→ **DIRECTIONS**:
Return nothing but the lines from the line containing "let rows: Vec<OutboxRow>" through the last line of the records, reproduced exactly.
====== LISTED RECORDS
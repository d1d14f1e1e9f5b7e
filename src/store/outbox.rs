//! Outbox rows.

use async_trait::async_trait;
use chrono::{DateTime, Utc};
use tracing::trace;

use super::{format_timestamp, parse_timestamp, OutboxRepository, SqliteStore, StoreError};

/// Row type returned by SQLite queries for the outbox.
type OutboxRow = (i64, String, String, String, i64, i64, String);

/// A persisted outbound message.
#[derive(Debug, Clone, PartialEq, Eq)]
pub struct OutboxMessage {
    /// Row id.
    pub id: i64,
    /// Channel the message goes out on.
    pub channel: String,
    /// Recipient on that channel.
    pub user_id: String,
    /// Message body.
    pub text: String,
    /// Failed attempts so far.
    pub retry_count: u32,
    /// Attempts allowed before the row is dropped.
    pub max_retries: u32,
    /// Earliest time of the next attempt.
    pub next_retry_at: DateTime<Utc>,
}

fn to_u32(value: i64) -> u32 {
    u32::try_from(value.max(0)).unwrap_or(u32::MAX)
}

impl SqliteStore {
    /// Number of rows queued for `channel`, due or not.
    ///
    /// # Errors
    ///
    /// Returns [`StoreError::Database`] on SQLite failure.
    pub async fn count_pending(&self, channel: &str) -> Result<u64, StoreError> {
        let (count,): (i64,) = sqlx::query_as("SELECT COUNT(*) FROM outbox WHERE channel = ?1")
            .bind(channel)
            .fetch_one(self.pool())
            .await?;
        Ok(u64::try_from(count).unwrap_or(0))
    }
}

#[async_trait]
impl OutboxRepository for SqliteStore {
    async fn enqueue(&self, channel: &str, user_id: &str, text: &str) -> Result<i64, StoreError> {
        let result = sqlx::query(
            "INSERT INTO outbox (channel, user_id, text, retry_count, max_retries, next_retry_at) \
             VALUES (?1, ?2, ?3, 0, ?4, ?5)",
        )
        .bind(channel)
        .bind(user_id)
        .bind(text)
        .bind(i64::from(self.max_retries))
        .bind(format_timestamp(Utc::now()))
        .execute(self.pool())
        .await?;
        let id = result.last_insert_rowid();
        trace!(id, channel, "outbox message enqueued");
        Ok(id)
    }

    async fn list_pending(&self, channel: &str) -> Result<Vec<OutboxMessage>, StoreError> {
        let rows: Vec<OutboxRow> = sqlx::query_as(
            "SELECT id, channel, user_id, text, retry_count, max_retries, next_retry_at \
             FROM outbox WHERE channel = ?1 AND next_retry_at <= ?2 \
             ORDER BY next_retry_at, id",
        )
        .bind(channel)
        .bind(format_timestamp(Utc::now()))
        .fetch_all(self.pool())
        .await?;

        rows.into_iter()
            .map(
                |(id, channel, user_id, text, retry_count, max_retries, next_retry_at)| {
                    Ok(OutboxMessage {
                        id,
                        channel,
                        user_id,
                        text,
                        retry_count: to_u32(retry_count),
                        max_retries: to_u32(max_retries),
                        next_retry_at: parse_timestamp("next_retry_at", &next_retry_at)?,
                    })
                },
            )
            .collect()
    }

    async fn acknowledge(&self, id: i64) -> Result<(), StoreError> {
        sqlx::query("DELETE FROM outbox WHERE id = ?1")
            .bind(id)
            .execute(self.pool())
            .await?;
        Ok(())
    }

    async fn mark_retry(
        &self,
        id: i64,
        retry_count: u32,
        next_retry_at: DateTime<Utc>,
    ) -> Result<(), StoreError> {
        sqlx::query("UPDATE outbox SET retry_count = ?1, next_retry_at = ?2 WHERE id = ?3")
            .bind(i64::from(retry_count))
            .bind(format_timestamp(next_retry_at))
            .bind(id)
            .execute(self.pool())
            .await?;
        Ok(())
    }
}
============
→ **ANSWER FOR THIS EXERCISE**:
        let rows: Vec<OutboxRow> = sqlx::query_as(
            "SELECT id, channel, user_id, text, retry_count, max_retries, next_retry_at \
             FROM outbox WHERE channel = ?1 AND next_retry_at <= ?2 \
             ORDER BY next_retry_at, id",
        )
        .bind(channel)
        .bind(format_timestamp(Utc::now()))
        .fetch_all(self.pool())
        .await?;

        rows.into_iter()
            .map(
                |(id, channel, user_id, text, retry_count, max_retries, next_retry_at)| {
                    Ok(OutboxMessage {
                        id,
                        channel,
                        user_id,
                        text,
                        retry_count: to_u32(retry_count),
                        max_retries: to_u32(max_retries),
                        next_retry_at: parse_timestamp("next_retry_at", &next_retry_at)?,
                    })
                },
            )
            .collect()
    }

    async fn acknowledge(&self, id: i64) -> Result<(), StoreError> {
        sqlx::query("DELETE FROM outbox WHERE id = ?1")
            .bind(id)
            .execute(self.pool())
            .await?;
        Ok(())
    }

    async fn mark_retry(
        &self,
        id: i64,
        retry_count: u32,
        next_retry_at: DateTime<Utc>,
    ) -> Result<(), StoreError> {
        sqlx::query("UPDATE outbox SET retry_count = ?1, next_retry_at = ?2 WHERE id = ?3")
            .bind(i64::from(retry_count))
            .bind(format_timestamp(next_retry_at))
            .bind(id)
            .execute(self.pool())
            .await?;
        Ok(())
    }
}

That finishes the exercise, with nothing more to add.